Oogly Boogly: The advice for avoiding snatch-and-grab robberies continues on the New Hill East list, this time with more boogly: “I’m 66, a woman, and energetic, but not particularly athletic. So I walk with purpose and intention, especially during more vulnerable times. I say to myself as I walk – I’m strong; don’t mess with me. And I mean it! I also add: I’m spirit – the spirit in me blesses all who cross my path (If that’s too oogly-boogly, you can skip that part!)”
Mentally Nimble 911: A member of the Eckington list has some suggestions for better service from 911 after having trouble reporting a crime. “The day after the post about delivered packages being taken from peoples’ porches, I saw two guys on bicycles racing away with what had to have been stolen packages. Reporting this to 911 was difficult. For one thing, I got cut off TWICE. Then I didn’t have a specific address to provide. No matter how good it looks on paper (GPS is so overhyped), this address-centric system is impractical. It makes catching people in the act of committing a crime harder, not easier. Also, we need dispatchers who are mentally nimble and who have extensive knowledge of DC’s geography. ‘First Street NE between Q and R’ isn’t hard to understand.” Another resident has a hiring suggestion: “i’d like to see some bold moves to hire only DC residents who are qualified. they should create a policy that any qualified DC resident gets the job over a qualified non-resident if you are working for the city. it would create jobs and attract smart people dedicated to improving their community to buy houses. from answering 911 to being the director of transportation, any qualified DC resident gets the job over a non-resident. just like veterans.”
The Ghost of Z-Burger: New Columbia Heights visited the new Z-Burger location under construction on 14th and Park and heard quite a tale about the space from one of the men painting: “[Oscar] said he was there working at about 7 am on a Saturday morning before anyone else had come in. Soon he saw two ladies and a man in front of him, dressed in what looked like nice Victorian clothes (corsets, big dresses) coming down the staircase. They said ‘hello’ in a kind of drawn out, quiet way — “hellooooo” — and he said hello back, and then they seemed to leave. Shortly after that the boss came in and Oscar told him some people were looking for him. The boss was confused and didn’t know who they might have been. Oscar and the boss then looked for the three people, not finding anyone, and then they went out to the sidewalk, which was deserted. In hindsight, Oscar said he thought they might have been actors from the theater. When I asked if he was scared or surprised, he said not really, they were nice and didn’t bother him. Peter said he’d heard many similar stories about the place for awhile. Pretty interesting stuff, if you believe in that kind of thing.”
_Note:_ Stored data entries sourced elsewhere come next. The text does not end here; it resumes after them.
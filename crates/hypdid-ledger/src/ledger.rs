//! Per-DID ledger over one append-only log.

use std::sync::Arc;

use futures::future::try_join_all;
use serde_json::{Map, Value};
use tracing::debug;

use hypdid_core::{header_event, Did, Event, Header, PublicKey, Record};
use hypdid_store::{Log, StoreError};

use crate::error::{LedgerError, Result};

/// In-memory handle bound to exactly one DID and one underlying log.
///
/// The ledger owns its cached header/type view; it does not own the log.
/// Dropping a ledger loses nothing but the cache.
///
/// Lifecycle: `Unloaded` until the first [`update`](Ledger::update); then
/// `Loaded` and either uninitialized (length 0) or initialized. The only
/// transition to initialized is [`initialize`](Ledger::initialize), exactly
/// once per DID. Initialized is terminal; the log only grows. Revocation,
/// where used, is just another appended event.
pub struct Ledger {
    did: Did,
    public_key: PublicKey,
    log: Arc<dyn Log>,
    loaded: bool,
    initialized: bool,
    header: Option<Header>,
    doc_type: Option<String>,
}

impl Ledger {
    /// Bind a DID to a log. Performs no I/O.
    pub fn new(did: Did, log: Arc<dyn Log>) -> Self {
        let public_key = did.public_key();
        Self {
            did,
            public_key,
            log,
            loaded: false,
            initialized: false,
            header: None,
            doc_type: None,
        }
    }

    pub fn did(&self) -> &Did {
        &self.did
    }

    pub fn public_key(&self) -> PublicKey {
        self.public_key
    }

    /// Whether the header has been read.
    pub fn loaded(&self) -> bool {
        self.loaded
    }

    /// Whether the log holds at least the header record.
    pub fn initialized(&self) -> bool {
        self.initialized
    }

    /// The parsed header event, if loaded and initialized.
    pub fn header(&self) -> Option<&Header> {
        self.header.as_ref()
    }

    /// The document type declared by the header.
    pub fn doc_type(&self) -> Option<&str> {
        self.doc_type.as_deref()
    }

    pub fn writable(&self) -> bool {
        self.log.writable()
    }

    pub async fn length(&self) -> Result<u64> {
        Ok(self.log.length().await?)
    }

    /// Refresh the cached view from the log.
    ///
    /// Verifies the key binding, then reads the header record if the log is
    /// non-empty. Idempotent: with no intervening append, repeated calls
    /// observe identical state.
    pub async fn update(&mut self) -> Result<()> {
        let log_key = self.log.key();
        if log_key != self.public_key {
            return Err(LedgerError::KeyBindingMismatch {
                did_key: self.public_key,
                log_key,
            });
        }

        let length = self.log.length().await?;
        self.initialized = length > 0;
        if self.initialized {
            let raw = self.log.get(0).await?;
            let record = Record::from_bytes(0, &raw)?;
            let header = Header::from_record(&record)?;
            self.doc_type = header.doc_type().map(str::to_owned);
            self.header = Some(header);
        }
        self.loaded = true;
        Ok(())
    }

    /// Whether this DID's log has been initialized.
    pub async fn exists(&mut self) -> Result<bool> {
        self.update().await?;
        Ok(self.initialized)
    }

    /// Write the header record, transitioning the log to initialized.
    ///
    /// This must happen exactly once per DID; a second call fails with
    /// [`LedgerError::AlreadyInitialized`].
    pub async fn initialize(&mut self, metadata: Map<String, Value>) -> Result<()> {
        self.update().await?;
        if self.initialized {
            return Err(LedgerError::AlreadyInitialized(self.did.clone()));
        }
        self.append(vec![header_event(metadata)]).await?;
        Ok(())
    }

    /// Append events, each wrapped with a format-version tag and timestamp.
    ///
    /// Returns the new log length. Ordering comes from the log's own append
    /// serialization; no local queuing is added.
    pub async fn append(&self, events: Vec<Event>) -> Result<u64> {
        let mut records = Vec::with_capacity(events.len());
        for event in events {
            records.push(Record::new(event).to_bytes()?);
        }
        Ok(self.log.append(records).await?)
    }

    /// Read the inner event payload of the record at `index`.
    pub async fn get_event(&self, index: u64) -> Result<Event> {
        let raw = match self.log.get(index).await {
            Err(StoreError::IndexOutOfRange { index, length }) => {
                return Err(LedgerError::IndexOutOfRange { index, length })
            }
            other => other?,
        };
        let record = Record::from_bytes(index, &raw)?;
        Ok(record.event)
    }

    /// All event payloads from index 0 to the current length, in order.
    ///
    /// Records are fetched concurrently; the result preserves index order.
    pub async fn events(&mut self) -> Result<Vec<Event>> {
        self.update().await?;
        let length = self.log.length().await?;
        try_join_all((0..length).map(|index| self.get_event(index))).await
    }

    /// Fold the event sequence into the resolved document value.
    ///
    /// Starting from an empty mapping, each event's `payload` sub-object is
    /// shallow-merged in index order: later keys overwrite earlier ones.
    /// Events without a `payload` field contribute nothing, the header
    /// included.
    pub async fn value(&mut self) -> Result<Value> {
        let events = self.events().await?;
        debug!(did = %self.did, events = events.len(), "folding document value");

        let mut value = Map::new();
        for event in &events {
            if let Some(payload) = event.get("payload").and_then(Value::as_object) {
                for (field, v) in payload {
                    value.insert(field.clone(), v.clone());
                }
            }
        }
        Ok(Value::Object(value))
    }
}

impl std::fmt::Debug for Ledger {
    fn fmt(&self, f: &mut std::fmt::Formatter<'_>) -> std::fmt::Result {
        f.debug_struct("Ledger")
            .field("did", &self.did)
            .field("loaded", &self.loaded)
            .field("initialized", &self.initialized)
            .field("doc_type", &self.doc_type)
            .finish()
    }
}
What Not To Eat For New Year’s: There’s the standard good stuff: greens and peas may bring money into one’s life. But Penn Quarter Living also notes the foods that may bring bad luck: “Lobster, for instance, is a bad idea because they move backwards and could therefore lead to setbacks. Chicken is also discouraged because the bird scratches backwards, which could cause regret or dwelling on the past. Another theory warns against eating any winged fowl because good luck could fly away.”